• [INFORMATION GIVEN]
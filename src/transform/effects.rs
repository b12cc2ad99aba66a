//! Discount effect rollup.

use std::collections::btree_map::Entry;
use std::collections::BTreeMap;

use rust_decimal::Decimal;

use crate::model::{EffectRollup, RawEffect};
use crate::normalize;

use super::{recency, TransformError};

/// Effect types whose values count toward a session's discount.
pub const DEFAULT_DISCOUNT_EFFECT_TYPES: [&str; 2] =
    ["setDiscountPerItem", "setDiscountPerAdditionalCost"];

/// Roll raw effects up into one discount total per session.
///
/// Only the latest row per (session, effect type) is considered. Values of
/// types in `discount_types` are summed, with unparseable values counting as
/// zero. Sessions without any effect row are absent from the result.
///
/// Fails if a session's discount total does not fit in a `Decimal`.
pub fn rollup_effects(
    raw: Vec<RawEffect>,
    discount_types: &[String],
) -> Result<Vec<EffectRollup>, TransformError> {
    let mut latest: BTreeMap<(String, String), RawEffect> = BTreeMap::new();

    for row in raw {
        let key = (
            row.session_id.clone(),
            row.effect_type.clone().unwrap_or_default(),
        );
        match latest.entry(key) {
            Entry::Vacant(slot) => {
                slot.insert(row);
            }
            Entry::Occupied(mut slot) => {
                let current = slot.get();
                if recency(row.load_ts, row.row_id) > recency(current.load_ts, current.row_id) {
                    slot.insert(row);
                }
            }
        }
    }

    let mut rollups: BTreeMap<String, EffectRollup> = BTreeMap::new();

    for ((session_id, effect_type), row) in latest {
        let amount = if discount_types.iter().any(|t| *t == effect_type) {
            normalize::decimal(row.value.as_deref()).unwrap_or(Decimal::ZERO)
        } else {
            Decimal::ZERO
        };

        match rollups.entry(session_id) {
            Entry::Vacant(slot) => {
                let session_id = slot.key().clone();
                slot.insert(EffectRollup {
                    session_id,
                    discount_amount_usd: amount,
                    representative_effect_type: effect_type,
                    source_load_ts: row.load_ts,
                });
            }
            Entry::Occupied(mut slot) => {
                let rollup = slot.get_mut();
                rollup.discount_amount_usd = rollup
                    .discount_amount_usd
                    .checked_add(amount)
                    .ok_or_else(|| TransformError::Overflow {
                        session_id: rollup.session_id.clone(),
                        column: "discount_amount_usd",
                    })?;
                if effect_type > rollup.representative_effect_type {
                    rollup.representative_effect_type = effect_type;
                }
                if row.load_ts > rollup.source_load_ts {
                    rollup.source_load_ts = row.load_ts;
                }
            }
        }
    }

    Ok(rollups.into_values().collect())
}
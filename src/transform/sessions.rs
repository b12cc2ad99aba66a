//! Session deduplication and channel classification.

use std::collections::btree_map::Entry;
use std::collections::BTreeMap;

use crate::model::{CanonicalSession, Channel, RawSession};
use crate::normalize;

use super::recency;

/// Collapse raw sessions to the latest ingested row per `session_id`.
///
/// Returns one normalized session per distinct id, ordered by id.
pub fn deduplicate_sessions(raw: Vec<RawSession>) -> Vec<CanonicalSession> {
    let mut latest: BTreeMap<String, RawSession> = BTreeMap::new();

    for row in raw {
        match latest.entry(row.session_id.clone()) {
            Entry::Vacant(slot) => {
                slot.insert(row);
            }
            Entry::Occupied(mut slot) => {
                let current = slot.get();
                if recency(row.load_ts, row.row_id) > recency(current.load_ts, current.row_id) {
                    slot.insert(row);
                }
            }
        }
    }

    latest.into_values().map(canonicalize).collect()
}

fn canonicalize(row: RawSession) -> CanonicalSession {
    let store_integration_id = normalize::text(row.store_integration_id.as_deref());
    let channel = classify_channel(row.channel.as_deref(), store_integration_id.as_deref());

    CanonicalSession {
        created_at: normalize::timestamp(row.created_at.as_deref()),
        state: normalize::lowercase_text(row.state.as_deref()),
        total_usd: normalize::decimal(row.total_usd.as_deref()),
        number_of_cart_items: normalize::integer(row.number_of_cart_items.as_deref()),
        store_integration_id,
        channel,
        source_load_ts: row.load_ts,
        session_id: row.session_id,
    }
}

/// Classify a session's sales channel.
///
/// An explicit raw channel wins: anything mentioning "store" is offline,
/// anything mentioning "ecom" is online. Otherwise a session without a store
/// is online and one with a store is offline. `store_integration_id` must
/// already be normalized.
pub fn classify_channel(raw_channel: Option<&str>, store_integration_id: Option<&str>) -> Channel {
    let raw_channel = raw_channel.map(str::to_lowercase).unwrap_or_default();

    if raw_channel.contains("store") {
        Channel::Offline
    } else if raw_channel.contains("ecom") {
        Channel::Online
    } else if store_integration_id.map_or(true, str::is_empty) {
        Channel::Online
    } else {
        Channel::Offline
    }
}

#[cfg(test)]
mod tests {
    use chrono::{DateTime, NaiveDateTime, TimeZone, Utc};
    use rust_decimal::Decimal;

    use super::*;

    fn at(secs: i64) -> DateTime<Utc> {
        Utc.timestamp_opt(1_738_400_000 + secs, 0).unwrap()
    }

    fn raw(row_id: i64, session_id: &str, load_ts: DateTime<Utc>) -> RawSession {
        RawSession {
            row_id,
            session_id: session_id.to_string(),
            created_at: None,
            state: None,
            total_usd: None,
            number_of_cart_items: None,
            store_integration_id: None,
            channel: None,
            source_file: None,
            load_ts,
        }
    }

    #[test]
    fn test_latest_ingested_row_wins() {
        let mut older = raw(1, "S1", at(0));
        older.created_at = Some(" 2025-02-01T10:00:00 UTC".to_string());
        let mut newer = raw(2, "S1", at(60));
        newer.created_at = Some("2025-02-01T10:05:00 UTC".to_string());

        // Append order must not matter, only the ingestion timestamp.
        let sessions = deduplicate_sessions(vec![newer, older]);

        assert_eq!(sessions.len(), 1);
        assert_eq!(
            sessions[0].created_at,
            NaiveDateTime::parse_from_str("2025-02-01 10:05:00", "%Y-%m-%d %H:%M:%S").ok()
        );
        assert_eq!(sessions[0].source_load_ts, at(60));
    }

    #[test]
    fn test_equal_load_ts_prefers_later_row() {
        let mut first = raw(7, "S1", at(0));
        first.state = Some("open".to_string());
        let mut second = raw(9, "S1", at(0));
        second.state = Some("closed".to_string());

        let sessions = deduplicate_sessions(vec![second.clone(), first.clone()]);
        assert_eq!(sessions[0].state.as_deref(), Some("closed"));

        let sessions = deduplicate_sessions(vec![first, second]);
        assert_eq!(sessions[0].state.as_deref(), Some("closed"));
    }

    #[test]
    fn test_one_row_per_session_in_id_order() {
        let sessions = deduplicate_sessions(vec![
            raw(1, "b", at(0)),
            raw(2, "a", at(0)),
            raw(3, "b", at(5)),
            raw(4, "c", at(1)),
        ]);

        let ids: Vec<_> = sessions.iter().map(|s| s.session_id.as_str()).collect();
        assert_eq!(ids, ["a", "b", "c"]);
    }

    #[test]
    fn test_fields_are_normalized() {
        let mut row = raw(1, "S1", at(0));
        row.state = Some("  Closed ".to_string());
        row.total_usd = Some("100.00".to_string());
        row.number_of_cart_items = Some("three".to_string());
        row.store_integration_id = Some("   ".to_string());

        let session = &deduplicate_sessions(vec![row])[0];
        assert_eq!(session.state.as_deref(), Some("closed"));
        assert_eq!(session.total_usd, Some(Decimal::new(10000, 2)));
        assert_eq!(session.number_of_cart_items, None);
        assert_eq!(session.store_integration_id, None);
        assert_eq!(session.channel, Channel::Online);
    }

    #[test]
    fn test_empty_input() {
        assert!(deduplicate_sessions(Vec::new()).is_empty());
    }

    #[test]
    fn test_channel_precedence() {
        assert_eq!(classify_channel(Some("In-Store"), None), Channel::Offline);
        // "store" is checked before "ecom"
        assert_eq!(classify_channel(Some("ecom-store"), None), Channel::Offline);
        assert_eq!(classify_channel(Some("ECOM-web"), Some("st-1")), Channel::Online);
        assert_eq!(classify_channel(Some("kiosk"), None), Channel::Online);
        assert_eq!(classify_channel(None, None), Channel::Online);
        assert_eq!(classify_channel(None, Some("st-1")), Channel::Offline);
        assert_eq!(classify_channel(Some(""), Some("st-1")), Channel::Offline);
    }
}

• [EXERCISE]
The answer must be every line of the entries that includes the word "EffectRollup".

• [RESPONSE TO THE TASK]
use crate::model::{EffectRollup, RawEffect};
) -> Result<Vec<EffectRollup>, TransformError> {
    let mut rollups: BTreeMap<String, EffectRollup> = BTreeMap::new();
                slot.insert(EffectRollup {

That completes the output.